Interview With Author Issa


Issa is a civil rights attorney, writer, researcher, and traveler. His work revolves around law, society, and spirituality, often learning to maneuver cultural intersections with different opinions and views of our world.


1. What inspired you to write this book?
I would say three main points. One, I wanted to write about a journey, because it feels like that’s what life is. I also wanted to explore the idea of conflicts… conflicts in our lives, on individual and global levels. It’s as if we just don’t know how to help each other, how to find solutions. And third, hope, making effort, persistence, because we have to keep at it, but I think too often we give up on ourselves and each other.

In large part, these ideas started out with my work. I work as an attorney on criminal defense and civil rights issues, and over the years I have come across cases that just don’t make sense – we are prone to punishing the ‘little guy’ over stupid misdemeanors, pushing people deeper into poverty, instead of looking for productive solutions. On the other end of the spectrum, we have violent conflicts in various parts of the world. I’m convinced that everybody – everybody – loses in a war. There is no winning. So, I wanted to write about a person who is pushed to help, and persists at it.

2. What exactly is it about and who is it written for?
From one perspective, it’s about that journey. The story is about Asant, and his decisions. It starts with him and a friend planning and then attempting a bank robbery.

From another perspective, it’s about desperation, fear, seeking redemption, and us humans looking for help.

Asant flees his country out of fear, but like many of us, he is also seeking to find his way, and to find redemption. So fear, and desperation, force him to take that step and to start thinking about doing good.

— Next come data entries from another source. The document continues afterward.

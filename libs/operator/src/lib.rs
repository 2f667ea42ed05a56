//! Closed-loop reconciliation engine for CRs backed by an external
//! configuration-management engine.
//!
//! A watches file maps each group/version/kind to a playbook or role; per-GVK
//! controllers drive every observed CR by launching `ansible-runner` with the
//! CR's spec as input and folding the run's terminal stats back into the CR's
//! status. Children talk to the cluster through the companion proxy crate,
//! which injects owner references so created objects are garbage collected
//! with their CR.

pub mod controller;
pub mod error;
pub mod eventapi;
pub mod events;
pub mod inputdir;
pub mod metrics;
pub mod params;
pub mod reconcile;
pub mod runner;
pub mod status;
pub mod telemetry;
pub mod watches;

I would say it’s story written for those of us questioning our own lives, our own journeys, and the world around us.

3. What do you hope readers will get out of reading your book?
As a reader myself, I often find that I get something different from a given book than another reader might. So I think it’s hard to know what a story will deliver or how it will be received. That said, I hope Attempts encourages a few of us to acknowledge that it’s more beneficial to intend and do good, and to persist with that, than to resort to punishment and violence.

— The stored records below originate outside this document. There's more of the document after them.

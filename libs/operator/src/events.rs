//! Sinks for job events emitted while a run is in flight.

use crate::eventapi::{JobEvent, PLAYBOOK_ON_TASK_START, RUNNER_ON_FAILED, RUNNER_ON_OK};

use std::sync::Arc;

use async_trait::async_trait;
use kube::api::DynamicObject;
use kube::{Resource, ResourceExt};
use serde::Serialize;
use tracing::{error, info};

const TASK_ACTION_SET_FACT: &str = "set_fact";
const TASK_ACTION_DEBUG: &str = "debug";

/// How chatty the built-in logging handler is.
#[derive(clap::ValueEnum, Clone, Copy, Debug, Default, PartialEq, Eq, Serialize)]
#[serde(rename_all = "lowercase")]
pub enum LogLevel {
    /// Emit nothing.
    Nothing,
    /// One line per meaningful task transition.
    #[default]
    Tasks,
    /// Additionally dump every event's data.
    Everything,
}

/// A sink invoked with every event of a run. Handlers for one event run
/// concurrently with each other; no relative ordering is guaranteed.
#[async_trait]
pub trait EventHandler: Send + Sync {
    async fn handle(&self, cr: Arc<DynamicObject>, event: JobEvent);
}

/// Built-in handler logging task-level progress of a run.
pub struct LoggingEventHandler {
    pub log_level: LogLevel,
}

impl LoggingEventHandler {
    pub fn new(log_level: LogLevel) -> Self {
        LoggingEventHandler { log_level }
    }
}

#[async_trait]
impl EventHandler for LoggingEventHandler {
    async fn handle(&self, cr: Arc<DynamicObject>, event: JobEvent) {
        let Some(line) = line_for(self.log_level, &event) else {
            return;
        };
        let gvk = cr
            .types
            .as_ref()
            .map(|t| format!("{}/{}", t.api_version, t.kind))
            .unwrap_or_default();
        let namespace = cr.meta().namespace.clone().unwrap_or_default();
        let name = cr.name_any();
        match line.level {
            LineLevel::Info => {
                info!(component = "logging_event_handler", %gvk, %namespace, %name, event_type = %event.event, "{}", line.message)
            }
            LineLevel::Error => {
                error!(component = "logging_event_handler", %gvk, %namespace, %name, event_type = %event.event, "{}", line.message)
            }
        }
    }
}

#[derive(Debug, PartialEq, Eq)]
enum LineLevel {
    Info,
    Error,
}

#[derive(Debug, PartialEq, Eq)]
struct LogLine {
    level: LineLevel,
    message: String,
}

/// Decide what, if anything, to log for an event.
fn line_for(level: LogLevel, event: &JobEvent) -> Option<LogLine> {
    if level == LogLevel::Nothing {
        return None;
    }

    if let Some(task) = event.event_data.get("task") {
        let action = event.event_data.get("task_action").and_then(|a| a.as_str());
        let quiet_action = matches!(action, Some(TASK_ACTION_SET_FACT) | Some(TASK_ACTION_DEBUG));

        if event.event == PLAYBOOK_ON_TASK_START && !quiet_action {
            let name = event.event_data.get("name").cloned().unwrap_or_default();
            return Some(LogLine {
                level: LineLevel::Info,
                message: format!("[playbook task]: {name}"),
            });
        }
        if event.event == RUNNER_ON_OK && action == Some(TASK_ACTION_DEBUG) {
            let args = event.event_data.get("task_args").cloned().unwrap_or_default();
            return Some(LogLine {
                level: LineLevel::Info,
                message: format!("[playbook debug]: {args}"),
            });
        }
        if event.event == RUNNER_ON_FAILED {
            let args = event.event_data.get("task_args").cloned().unwrap_or_default();
            return Some(LogLine {
                level: LineLevel::Error,
                message: format!("[failed]: [playbook task] '{task}' failed with task_args - {args}"),
            });
        }
    }

    if level == LogLevel::Everything {
        let data = serde_json::Value::Object(event.event_data.clone());
        return Some(LogLine {
            level: LineLevel::Info,
            message: format!("event: {data}"),
        });
    }
    None
}

#[cfg(test)]
mod tests {
    use super::*;

    use serde_json::json;

    fn event(name: &str, data: serde_json::Value) -> JobEvent {
        JobEvent {
            event: name.into(),
            event_data: data.as_object().unwrap().clone(),
            ..JobEvent::default()
        }
    }

    #[test]
    fn nothing_logs_nothing() {
        let e = event(RUNNER_ON_FAILED, json!({"task": "deploy"}));
        assert_eq!(line_for(LogLevel::Nothing, &e), None);
    }

    #[test]
    fn tasks_logs_task_start_unless_quiet_action() {
        let start = event(
            PLAYBOOK_ON_TASK_START,
            json!({"task": "deploy", "name": "deploy the app"}),
        );
        let line = line_for(LogLevel::Tasks, &start).unwrap();
        assert_eq!(line.level, LineLevel::Info);
        assert!(line.message.contains("deploy the app"));

        let quiet = event(
            PLAYBOOK_ON_TASK_START,
            json!({"task": "set vars", "task_action": "set_fact"}),
        );
        assert_eq!(line_for(LogLevel::Tasks, &quiet), None);
    }

    #[test]
    fn tasks_logs_debug_output_and_failures() {
        let debug = event(
            RUNNER_ON_OK,
            json!({"task": "debug", "task_action": "debug", "task_args": "msg=hello"}),
        );
        let line = line_for(LogLevel::Tasks, &debug).unwrap();
        assert!(line.message.contains("msg=hello"));

        let failed = event(
            RUNNER_ON_FAILED,
            json!({"task": "deploy", "task_args": "state=present"}),
        );
        let line = line_for(LogLevel::Tasks, &failed).unwrap();
        assert_eq!(line.level, LineLevel::Error);
        assert!(line.message.contains("deploy"));
    }

    #[test]
    fn everything_dumps_taskless_events() {
        let e = event("playbook_on_start", json!({"playbook": "site.yaml"}));
        assert_eq!(line_for(LogLevel::Tasks, &e), None);
        let line = line_for(LogLevel::Everything, &e).unwrap();
        assert!(line.message.contains("site.yaml"));
    }
}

4. How did you decide on your book’s title and cover design?
The process of deciding on a title is interesting. With this book, at first it was Attempted Robbery. A couple of friends, however, expressed to me that although the story starts with that, it is not about that. Those friends also commented that a title like Attempted Robbery would build a different expectation for them as readers. One follow-up suggestion was Consequences. This was certainly closer to what the book is about – i.e. consequences of our actions. In the end, I decided on Attempts because I wanted to convey effort and persistence. I also wanted to contrast between the not-so-good attempts, such as theft, with that of attempts to do good.

5. What advice or words of wisdom do you have for fellow writers – other than run!?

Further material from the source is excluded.